* **What is being asked**
This task calls for every line of the material to be output verbatim.

* **Input data**
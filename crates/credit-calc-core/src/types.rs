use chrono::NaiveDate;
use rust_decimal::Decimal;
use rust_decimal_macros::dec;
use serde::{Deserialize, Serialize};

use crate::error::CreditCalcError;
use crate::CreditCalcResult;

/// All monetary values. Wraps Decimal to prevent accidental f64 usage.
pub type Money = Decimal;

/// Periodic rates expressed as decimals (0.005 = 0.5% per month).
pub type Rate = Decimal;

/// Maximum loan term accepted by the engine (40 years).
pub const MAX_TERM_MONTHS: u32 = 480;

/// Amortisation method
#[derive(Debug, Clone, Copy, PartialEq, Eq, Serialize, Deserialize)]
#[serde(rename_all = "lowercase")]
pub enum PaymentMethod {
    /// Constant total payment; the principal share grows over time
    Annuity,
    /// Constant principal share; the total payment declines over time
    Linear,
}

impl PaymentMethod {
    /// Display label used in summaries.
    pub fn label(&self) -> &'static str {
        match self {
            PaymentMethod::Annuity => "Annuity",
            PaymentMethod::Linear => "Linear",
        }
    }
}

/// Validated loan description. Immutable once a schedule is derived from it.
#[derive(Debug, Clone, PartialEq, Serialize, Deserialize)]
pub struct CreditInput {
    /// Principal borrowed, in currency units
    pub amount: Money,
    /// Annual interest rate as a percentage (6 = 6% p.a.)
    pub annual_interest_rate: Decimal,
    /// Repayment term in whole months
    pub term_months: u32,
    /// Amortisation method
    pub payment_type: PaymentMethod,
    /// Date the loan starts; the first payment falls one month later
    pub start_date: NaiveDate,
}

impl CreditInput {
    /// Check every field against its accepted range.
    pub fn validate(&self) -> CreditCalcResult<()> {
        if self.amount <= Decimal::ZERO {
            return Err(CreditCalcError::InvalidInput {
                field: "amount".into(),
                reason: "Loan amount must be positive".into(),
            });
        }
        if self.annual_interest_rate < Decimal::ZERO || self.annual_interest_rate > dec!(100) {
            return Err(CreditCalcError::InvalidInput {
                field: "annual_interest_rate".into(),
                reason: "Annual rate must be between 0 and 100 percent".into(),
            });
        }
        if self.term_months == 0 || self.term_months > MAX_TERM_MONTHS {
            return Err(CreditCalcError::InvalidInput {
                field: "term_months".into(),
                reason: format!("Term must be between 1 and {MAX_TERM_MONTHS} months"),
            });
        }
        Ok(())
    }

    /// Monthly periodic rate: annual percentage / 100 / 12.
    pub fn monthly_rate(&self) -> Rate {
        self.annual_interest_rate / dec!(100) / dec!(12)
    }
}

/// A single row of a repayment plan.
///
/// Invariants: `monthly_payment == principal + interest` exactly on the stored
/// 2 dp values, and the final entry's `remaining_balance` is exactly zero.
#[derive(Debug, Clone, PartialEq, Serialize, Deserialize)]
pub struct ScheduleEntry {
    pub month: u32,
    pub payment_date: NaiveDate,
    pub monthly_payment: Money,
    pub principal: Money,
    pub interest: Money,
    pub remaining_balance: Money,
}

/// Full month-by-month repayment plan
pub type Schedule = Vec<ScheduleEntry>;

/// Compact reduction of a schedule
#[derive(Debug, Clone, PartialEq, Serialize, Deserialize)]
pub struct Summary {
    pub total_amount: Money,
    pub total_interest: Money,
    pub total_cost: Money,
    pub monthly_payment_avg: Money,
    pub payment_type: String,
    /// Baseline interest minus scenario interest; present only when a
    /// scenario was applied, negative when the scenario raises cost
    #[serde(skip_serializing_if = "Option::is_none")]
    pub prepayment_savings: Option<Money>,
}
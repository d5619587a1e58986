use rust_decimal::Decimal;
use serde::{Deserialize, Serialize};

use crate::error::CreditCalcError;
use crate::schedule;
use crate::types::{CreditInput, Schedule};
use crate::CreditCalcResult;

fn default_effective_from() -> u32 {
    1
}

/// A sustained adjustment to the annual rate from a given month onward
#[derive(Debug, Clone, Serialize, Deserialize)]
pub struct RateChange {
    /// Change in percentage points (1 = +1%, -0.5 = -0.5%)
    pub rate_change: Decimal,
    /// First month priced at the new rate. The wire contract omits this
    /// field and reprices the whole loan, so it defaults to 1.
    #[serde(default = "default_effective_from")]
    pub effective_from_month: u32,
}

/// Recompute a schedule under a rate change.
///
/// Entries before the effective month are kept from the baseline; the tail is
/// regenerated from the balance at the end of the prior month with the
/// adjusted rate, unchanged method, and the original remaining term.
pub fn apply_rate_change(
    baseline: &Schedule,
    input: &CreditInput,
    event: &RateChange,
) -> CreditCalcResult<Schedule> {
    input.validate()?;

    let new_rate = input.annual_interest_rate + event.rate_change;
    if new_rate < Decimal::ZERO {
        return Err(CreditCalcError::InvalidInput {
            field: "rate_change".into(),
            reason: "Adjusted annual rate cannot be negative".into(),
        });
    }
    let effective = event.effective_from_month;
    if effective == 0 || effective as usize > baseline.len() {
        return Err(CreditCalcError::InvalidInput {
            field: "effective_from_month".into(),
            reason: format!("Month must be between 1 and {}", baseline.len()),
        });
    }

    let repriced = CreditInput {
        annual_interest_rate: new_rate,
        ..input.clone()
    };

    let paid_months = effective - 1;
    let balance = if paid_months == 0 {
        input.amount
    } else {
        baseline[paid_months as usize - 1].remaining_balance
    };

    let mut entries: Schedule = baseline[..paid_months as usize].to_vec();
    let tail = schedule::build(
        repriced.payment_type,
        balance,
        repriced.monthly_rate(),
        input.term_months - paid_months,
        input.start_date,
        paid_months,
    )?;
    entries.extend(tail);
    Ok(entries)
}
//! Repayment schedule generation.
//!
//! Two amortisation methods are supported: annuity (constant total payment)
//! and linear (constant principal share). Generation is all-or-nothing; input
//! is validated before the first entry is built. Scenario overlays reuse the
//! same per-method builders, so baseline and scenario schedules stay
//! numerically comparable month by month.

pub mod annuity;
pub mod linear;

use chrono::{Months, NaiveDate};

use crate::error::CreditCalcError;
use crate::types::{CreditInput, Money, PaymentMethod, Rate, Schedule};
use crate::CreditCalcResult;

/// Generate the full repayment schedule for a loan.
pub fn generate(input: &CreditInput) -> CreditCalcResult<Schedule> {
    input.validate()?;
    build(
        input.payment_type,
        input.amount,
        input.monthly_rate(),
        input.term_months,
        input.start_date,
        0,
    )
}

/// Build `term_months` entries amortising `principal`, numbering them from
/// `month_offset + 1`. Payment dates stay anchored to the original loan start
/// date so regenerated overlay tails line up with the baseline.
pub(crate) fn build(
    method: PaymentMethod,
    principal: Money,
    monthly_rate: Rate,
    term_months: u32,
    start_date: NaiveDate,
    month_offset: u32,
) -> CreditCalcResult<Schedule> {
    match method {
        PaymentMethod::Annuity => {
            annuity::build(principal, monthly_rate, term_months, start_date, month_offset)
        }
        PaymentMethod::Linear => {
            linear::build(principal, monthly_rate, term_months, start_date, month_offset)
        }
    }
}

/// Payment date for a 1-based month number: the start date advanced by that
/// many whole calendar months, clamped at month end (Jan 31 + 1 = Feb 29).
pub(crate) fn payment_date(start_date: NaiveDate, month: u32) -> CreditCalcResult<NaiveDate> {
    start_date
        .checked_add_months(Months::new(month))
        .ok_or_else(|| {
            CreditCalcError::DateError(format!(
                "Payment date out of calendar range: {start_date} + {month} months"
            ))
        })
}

* **Expected answer**
filename crates/credit-calc-core/src/types.rs
use chrono::NaiveDate;
use rust_decimal::Decimal;
use rust_decimal_macros::dec;
use serde::{Deserialize, Serialize};

use crate::error::CreditCalcError;
use crate::CreditCalcResult;

/// All monetary values. Wraps Decimal to prevent accidental f64 usage.
pub type Money = Decimal;

/// Periodic rates expressed as decimals (0.005 = 0.5% per month).
pub type Rate = Decimal;

/// Maximum loan term accepted by the engine (40 years).
pub const MAX_TERM_MONTHS: u32 = 480;

/// Amortisation method
#[derive(Debug, Clone, Copy, PartialEq, Eq, Serialize, Deserialize)]
#[serde(rename_all = "lowercase")]
pub enum PaymentMethod {
    /// Constant total payment; the principal share grows over time
    Annuity,
    /// Constant principal share; the total payment declines over time
    Linear,
}

impl PaymentMethod {
    /// Display label used in summaries.
    pub fn label(&self) -> &'static str {
        match self {
            PaymentMethod::Annuity => "Annuity",
            PaymentMethod::Linear => "Linear",
        }
    }
}

/// Validated loan description. Immutable once a schedule is derived from it.
#[derive(Debug, Clone, PartialEq, Serialize, Deserialize)]
pub struct CreditInput {
    /// Principal borrowed, in currency units
    pub amount: Money,
    /// Annual interest rate as a percentage (6 = 6% p.a.)
    pub annual_interest_rate: Decimal,
    /// Repayment term in whole months
    pub term_months: u32,
    /// Amortisation method
    pub payment_type: PaymentMethod,
    /// Date the loan starts; the first payment falls one month later
    pub start_date: NaiveDate,
}

impl CreditInput {
    /// Check every field against its accepted range.
    pub fn validate(&self) -> CreditCalcResult<()> {
        if self.amount <= Decimal::ZERO {
            return Err(CreditCalcError::InvalidInput {
                field: "amount".into(),
                reason: "Loan amount must be positive".into(),
            });
        }
        if self.annual_interest_rate < Decimal::ZERO || self.annual_interest_rate > dec!(100) {
            return Err(CreditCalcError::InvalidInput {
                field: "annual_interest_rate".into(),
                reason: "Annual rate must be between 0 and 100 percent".into(),
            });
        }
        if self.term_months == 0 || self.term_months > MAX_TERM_MONTHS {
            return Err(CreditCalcError::InvalidInput {
                field: "term_months".into(),
                reason: format!("Term must be between 1 and {MAX_TERM_MONTHS} months"),
            });
        }
        Ok(())
    }

    /// Monthly periodic rate: annual percentage / 100 / 12.
    pub fn monthly_rate(&self) -> Rate {
        self.annual_interest_rate / dec!(100) / dec!(12)
    }
}

/// A single row of a repayment plan.
///
/// Invariants: `monthly_payment == principal + interest` exactly on the stored
/// 2 dp values, and the final entry's `remaining_balance` is exactly zero.
#[derive(Debug, Clone, PartialEq, Serialize, Deserialize)]
pub struct ScheduleEntry {
    pub month: u32,
    pub payment_date: NaiveDate,
    pub monthly_payment: Money,
    pub principal: Money,
    pub interest: Money,
    pub remaining_balance: Money,
}

/// Full month-by-month repayment plan
pub type Schedule = Vec<ScheduleEntry>;

/// Compact reduction of a schedule
#[derive(Debug, Clone, PartialEq, Serialize, Deserialize)]
pub struct Summary {
    pub total_amount: Money,
    pub total_interest: Money,
    pub total_cost: Money,
    pub monthly_payment_avg: Money,
    pub payment_type: String,
    /// Baseline interest minus scenario interest; present only when a
    /// scenario was applied, negative when the scenario raises cost
    #[serde(skip_serializing_if = "Option::is_none")]
    pub prepayment_savings: Option<Money>,
}
repository d5619587a1e58986
use rust_decimal::Decimal;
use serde::{Deserialize, Serialize};

use crate::error::CreditCalcError;
use crate::schedule;
use crate::types::{CreditInput, Schedule};
use crate::CreditCalcResult;

fn default_effective_from() -> u32 {
    1
}

/// A sustained adjustment to the annual rate from a given month onward
#[derive(Debug, Clone, Serialize, Deserialize)]
pub struct RateChange {
    /// Change in percentage points (1 = +1%, -0.5 = -0.5%)
    pub rate_change: Decimal,
    /// First month priced at the new rate. The wire contract omits this
    /// field and reprices the whole loan, so it defaults to 1.
    #[serde(default = "default_effective_from")]
    pub effective_from_month: u32,
}

/// Recompute a schedule under a rate change.
///
/// Entries before the effective month are kept from the baseline; the tail is
/// regenerated from the balance at the end of the prior month with the
/// adjusted rate, unchanged method, and the original remaining term.
pub fn apply_rate_change(
    baseline: &Schedule,
    input: &CreditInput,
    event: &RateChange,
) -> CreditCalcResult<Schedule> {
    input.validate()?;

    let new_rate = input.annual_interest_rate + event.rate_change;
    if new_rate < Decimal::ZERO {
        return Err(CreditCalcError::InvalidInput {
            field: "rate_change".into(),
            reason: "Adjusted annual rate cannot be negative".into(),
        });
    }
    let effective = event.effective_from_month;
    if effective == 0 || effective as usize > baseline.len() {
        return Err(CreditCalcError::InvalidInput {
            field: "effective_from_month".into(),
            reason: format!("Month must be between 1 and {}", baseline.len()),
        });
    }

    let repriced = CreditInput {
        annual_interest_rate: new_rate,
        ..input.clone()
    };

    let paid_months = effective - 1;
    let balance = if paid_months == 0 {
        input.amount
    } else {
        baseline[paid_months as usize - 1].remaining_balance
    };

    let mut entries: Schedule = baseline[..paid_months as usize].to_vec();
    let tail = schedule::build(
        repriced.payment_type,
        balance,
        repriced.monthly_rate(),
        input.term_months - paid_months,
        input.start_date,
        paid_months,
    )?;
    entries.extend(tail);
    Ok(entries)
}
//! Repayment schedule generation.
//!
//! Two amortisation methods are supported: annuity (constant total payment)
//! and linear (constant principal share). Generation is all-or-nothing; input
//! is validated before the first entry is built. Scenario overlays reuse the
//! same per-method builders, so baseline and scenario schedules stay
//! numerically comparable month by month.

pub mod annuity;
pub mod linear;

use chrono::{Months, NaiveDate};

use crate::error::CreditCalcError;
use crate::types::{CreditInput, Money, PaymentMethod, Rate, Schedule};
use crate::CreditCalcResult;

/// Generate the full repayment schedule for a loan.
pub fn generate(input: &CreditInput) -> CreditCalcResult<Schedule> {
    input.validate()?;
    build(
        input.payment_type,
        input.amount,
        input.monthly_rate(),
        input.term_months,
        input.start_date,
        0,
    )
}

/// Build `term_months` entries amortising `principal`, numbering them from
/// `month_offset + 1`. Payment dates stay anchored to the original loan start
/// date so regenerated overlay tails line up with the baseline.
pub(crate) fn build(
    method: PaymentMethod,
    principal: Money,
    monthly_rate: Rate,
    term_months: u32,
    start_date: NaiveDate,
    month_offset: u32,
) -> CreditCalcResult<Schedule> {
    match method {
        PaymentMethod::Annuity => {
            annuity::build(principal, monthly_rate, term_months, start_date, month_offset)
        }
        PaymentMethod::Linear => {
            linear::build(principal, monthly_rate, term_months, start_date, month_offset)
        }
    }
}

/// Payment date for a 1-based month number: the start date advanced by that
/// many whole calendar months, clamped at month end (Jan 31 + 1 = Feb 29).
pub(crate) fn payment_date(start_date: NaiveDate, month: u32) -> CreditCalcResult<NaiveDate> {
    start_date
        .checked_add_months(Months::new(month))
        .ok_or_else(|| {
            CreditCalcError::DateError(format!(
                "Payment date out of calendar range: {start_date} + {month} months"
            ))
        })
}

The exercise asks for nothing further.